Possible Mechanisms for the Pharmacokinetic Interaction Between Phenytoin and Folinate in Rats

Abstract

The plasma concentration of phenytoin (PHT) is decreased by coadministration of folinate (leucovorin; LV), a folate (FA) analogue. The aim of this study was to examine the effect of LV on the pharmacokinetics of PHT in rats in vivo and to investigate the mechanism of the interaction. LV (50 mg/kg) was administered orally to rats concomitantly given intravenous PHT (50 mg/kg) to evaluate the effect of LV on the pharmacokinetics of PHT. The effect of LV on the plasma protein binding of PHT was investigated by using plasma from rats that had received oral LV. We also examined the effects of LV on the uptake of PHT into isolated rat hepatocytes and on the metabolism of PHT in isolated rat hepatocytes and rat hepatic microsomes.
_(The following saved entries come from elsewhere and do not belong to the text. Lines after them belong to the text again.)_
//! Top-1 decoding of raw detector output.
//!
//! Single-class YOLO-style detectors emit a 2-D tensor holding, for every
//! anchor, `[cx, cy, w, h, confidence, ...]`. Exporters disagree on which axis
//! comes first, so the decoder accepts both:
//!
//! - **Channel-major** (`[attributes, anchors]`): each row is one attribute
//!   across all anchors.
//! - **Anchor-major** (`[anchors, attributes]`): each row is one anchor.
//!
//! The layout is inferred from the shape: the larger dimension is taken as the
//! anchor dimension. This relies on the anchor count (thousands) exceeding the
//! attribute count (5 to 84); it is an assumption about real detectors, not a
//! guarantee, and tiny hand-built tensors must respect it too.

use ndarray::{ArrayView2, ArrayViewD, Axis, Ix2};
use tracing::debug;

use crate::error::{Error, Result};

/// Index of the confidence value within an anchor's attributes.
pub const CONFIDENCE_INDEX: usize = 4;

/// Number of attributes consulted per anchor. Trailing values (per-class
/// scores) are ignored.
const ATTRIBUTES: usize = CONFIDENCE_INDEX + 1;

/// Memory layout of a raw detector tensor.
#[derive(Debug, Clone, Copy, PartialEq, Eq)]
pub enum TensorLayout {
    /// `[anchors, attributes]`: one row per anchor.
    AnchorMajor,
    /// `[attributes, anchors]`: one row per attribute.
    ChannelMajor,
}

impl TensorLayout {
    /// Resolve the layout of a tensor with shape `(rows, cols)`.
    ///
    /// More rows than columns means the rows are anchors.
    #[must_use]
    pub fn resolve((rows, cols): (usize, usize)) -> Self {
        if rows > cols {
            Self::AnchorMajor
        } else {
            Self::ChannelMajor
        }
    }

    /// View `tensor` as `[anchors, attributes]` without copying.
    fn anchor_rows(self, tensor: ArrayView2<'_, f32>) -> ArrayView2<'_, f32> {
        match self {
            Self::AnchorMajor => tensor,
            Self::ChannelMajor => tensor.reversed_axes(),
        }
    }
}

/// A single detection in model-input pixel coordinates.
#[derive(Debug, Clone, Copy, PartialEq)]
pub struct Detection {
    /// Box center x.
    pub cx: f32,
    /// Box center y.
    pub cy: f32,
    /// Box width.
    pub width: f32,
    /// Box height.
    pub height: f32,
    /// Detector confidence in `[0, 1]`.
    pub confidence: f32,
}

/// Return the highest-confidence detection, or `None` if it scores below
/// `confidence_threshold`.
///
/// Runs one pass over the anchors. Ties keep the lowest anchor index. The
/// running maximum starts at zero and only a strictly greater confidence
/// replaces it, so a tensor whose best confidence is `0` yields `None` even
/// with a non-positive threshold. Tensors with fewer than five attributes per
/// anchor are degenerate and also yield `None`.
#[must_use]
pub fn decode(tensor: ArrayView2<'_, f32>, confidence_threshold: f32) -> Option<Detection> {
    let layout = TensorLayout::resolve(tensor.dim());
    let anchors = layout.anchor_rows(tensor);

    if anchors.ncols() < ATTRIBUTES {
        debug!(
            ?layout,
            shape = ?anchors.shape(),
            "tensor carries fewer than {ATTRIBUTES} attributes per anchor"
        );
        return None;
    }

    let mut max_confidence = 0.0_f32;
    let mut best = None;
    for (idx, &confidence) in anchors.column(CONFIDENCE_INDEX).iter().enumerate() {
        if confidence > max_confidence {
            max_confidence = confidence;
            best = Some(idx);
        }
    }

    let Some(idx) = best else {
        debug!(?layout, anchors = anchors.nrows(), "no anchor with positive confidence");
        return None;
    };

    if max_confidence < confidence_threshold {
        debug!(
            ?layout,
            max_confidence, confidence_threshold, "best anchor below threshold"
        );
        return None;
    }

    let row = anchors.row(idx);
    debug!(?layout, anchor = idx, confidence = max_confidence, "selected detection");
    Some(Detection {
        cx: row[0],
        cy: row[1],
        width: row[2],
        height: row[3],
        confidence: max_confidence,
    })
}

/// Drop a leading batch dimension of size one, yielding the 2-D tensor the
/// decoder expects.
///
/// Accepts `[a, b]` and `[1, a, b]`.
///
/// # Errors
///
/// Returns [`Error::TensorShape`] for any other shape.
pub fn squeeze_batch(tensor: ArrayViewD<'_, f32>) -> Result<ArrayView2<'_, f32>> {
    let shape = tensor.shape().to_vec();
    let batch = shape.first().copied();
    let squeezed = match (tensor.ndim(), batch) {
        (2, _) => tensor,
        (3, Some(1)) => tensor.index_axis_move(Axis(0), 0),
        _ => return Err(Error::TensorShape(shape)),
    };
    squeezed
        .into_dimensionality::<Ix2>()
        .map_err(|_| Error::TensorShape(shape))
}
LV significantly increased the systemic clearance (2-fold) and liver-to-blood partition coefficient (1.24-fold) of PHT. However, it did not affect the plasma protein binding or hepatic uptake of PHT. LV increased the metabolism of PHT in isolated rat hepatocytes, with a significant 1.41-fold increase in the maximum rate of metabolism and a decrease in the Michaelis-Menten constant. On the other hand, 5-methyltetrahydrofolate (5-MTHF), a primary metabolite of LV and FA, significantly increased p-hydroxylation of PHT in rat hepatic microsomes, whereas LV and FA themselves had no effect. In conclusion, these results suggest that, in rats, LV, an FA analogue, decreases the plasma concentration of PHT by increasing the hepatic metabolism of PHT, and the increase in the PHT metabolism is, at least in part, attributable to 5-MTHF.